Antoine Griezmann entschied mit seinem Auswärtstor das Halbfinal-Duell.
(Foto: Guenter Schiffmann / AFP / Getty Images)

Die Mannschaft präsentierte sich speziell im Rückspiel von ihrer besten Seite, konnte aber dennoch nicht gewinnen. Es wäre zäh, diese Nuancen, diese Kleinigkeiten an der fehlenden Konkurrenz im nationalen Wettbewerb festzumachen. Doch ein Funke Wahrheit dürfte dennoch vorhanden sein.

Die Bundesliga kann nicht als einzige Ausrede dienen

Zumindest würde eine bessere Liga den Münchnern nicht schaden. Oft wurde national auf Sparflamme agiert. Die Ausrede für diese Leistungen war, dass man sich für die wichtigen Spiele aufspare, dass man die Schlüsselspieler schone.

Doch dass auch dieser Plan nicht immer aufgehen muss und kann, zeigte sich dadurch, dass den Bayern wieder wichtige Spieler im Duell mit Real Madrid fehlten und fehlen werden. Zudem verzichtete Ancelotti dafür auf den sonst so wichtigen Rhythmus. Dies betrifft nicht nur die erste Elf, die zwischen Bundesliga und Königsklasse ihr Tempo variierte, sondern speziell die Ersatzspieler.

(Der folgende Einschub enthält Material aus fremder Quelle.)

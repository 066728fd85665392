//! FFT analysis thread publishing raw spectrum magnitudes.

use rustfft::{num_complex::Complex, Fft, FftPlanner};
use std::f32::consts::PI;
use std::sync::{Arc, Mutex};
use std::thread;
use std::time::Duration;

use crate::params::SpectrumConfig;

/// Spawn the FFT analysis thread
///
/// Consumes samples accumulated by the audio callback and publishes a
/// magnitude vector of `config.band_count()` entries once per interval.
pub fn spawn_fft_thread(
    config: SpectrumConfig,
    sample_buffer: Arc<Mutex<Vec<f32>>>,
    magnitudes: Arc<Mutex<Vec<f32>>>,
) -> thread::JoinHandle<()> {
    thread::spawn(move || {
        let mut planner = FftPlanner::new();
        let fft = planner.plan_fft_forward(config.fft_size);

        loop {
            thread::sleep(Duration::from_millis(config.update_interval_ms));

            let window: Vec<f32> = {
                let mut samples = sample_buffer.lock().unwrap();

                if samples.len() < config.fft_size {
                    continue;
                }

                let window = samples[..config.fft_size].to_vec();

                // 50% overlap between consecutive windows
                samples.drain(0..config.fft_size / 2);

                // The callback produces samples faster than one half-window
                // per interval; dropping the backlog keeps analysis latency
                // bounded instead of drifting behind the audible output.
                let excess = samples.len().saturating_sub(config.fft_size * 4);
                if excess > 0 {
                    samples.drain(0..excess);
                }

                window
            };

            let bands = analyze_window(fft.as_ref(), &window, &config);
            *magnitudes.lock().unwrap() = bands;
        }
    })
}

/// Windowed FFT of one sample block into per-band magnitudes
///
/// `samples` must hold at least `config.fft_size` entries; only the first
/// window is analyzed. Output magnitudes are one-sided normalized then
/// scaled by the configured gain.
fn analyze_window(fft: &dyn Fft<f32>, samples: &[f32], config: &SpectrumConfig) -> Vec<f32> {
    let size = config.fft_size;
    let scale = config.magnitude_gain * 2.0 / size as f32;

    let mut bins: Vec<Complex<f32>> = (0..size)
        .map(|i| Complex::new(samples[i] * hann_window(i, size), 0.0))
        .collect();

    fft.process(&mut bins);

    bins[..config.band_count()]
        .iter()
        .map(|c| c.norm() * scale)
        .collect()
}

/// Hann window function for FFT analysis
fn hann_window(index: usize, size: usize) -> f32 {
    0.5 * (1.0 - ((2.0 * PI * index as f32) / (size as f32 - 1.0)).cos())
}

#[cfg(test)]
mod tests {
    use super::*;

    #[test]
    fn test_hann_window() {
        let size = 512;

        // Hann window should be 0 at edges, 1 at center
        assert!((hann_window(0, size) - 0.0).abs() < 0.01);
        assert!((hann_window(size - 1, size) - 0.0).abs() < 0.01);
        assert!((hann_window(size / 2, size) - 1.0).abs() < 0.01);
    }

    #[test]
    fn test_analyze_window_peaks_at_tone_band() {
        let config = SpectrumConfig::default();
        let mut planner = FftPlanner::new();
        let fft = planner.plan_fft_forward(config.fft_size);

        // Pure tone centered on band 8
        let tone_hz = 8.0 * config.sample_rate_hz as f32 / config.fft_size as f32;
        let samples: Vec<f32> = (0..config.fft_size)
            .map(|i| {
                let t = i as f32 / config.sample_rate_hz as f32;
                (2.0 * PI * tone_hz * t).sin()
            })
            .collect();

        let bands = analyze_window(fft.as_ref(), &samples, &config);
        assert_eq!(bands.len(), config.band_count());

        let peak = bands
            .iter()
            .enumerate()
            .max_by(|a, b| a.1.total_cmp(b.1))
            .map(|(i, _)| i)
            .unwrap();
        assert_eq!(peak, 8);

        // All magnitudes are non-negative
        assert!(bands.iter().all(|&m| m >= 0.0));
    }
}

Coman, Costa und Bernat wurden gegen Real Madrid eingewechselt, konnten ihre Leistung aber vor allem deshalb nicht abrufen, weil sie kaum Spielpraxis hatten. Die Breite im Kader bringt wenig, wenn die Spieler auf der Bank keine Form haben.

Lewandowski wurde überdies gegen die Spanier schmerzlich vermisst. Der Pole konnte schlicht nicht ersetzt werden; erst recht nicht von einem Thomas Müller, der von Ancelotti eingesetzt wurde, als wäre er eben jener Robert Lewandowski. Müller war überfordert mit der Situation und konnte die Bälle nicht verarbeiten. Ohnehin ist Bayerns Trainer schon die ganze Saison daran gescheitert, den Angreifer vernünftig in das Münchner Spiel zu integrieren. Ein Vorwurf, den er sich zweifelsohne gefallen lassen muss.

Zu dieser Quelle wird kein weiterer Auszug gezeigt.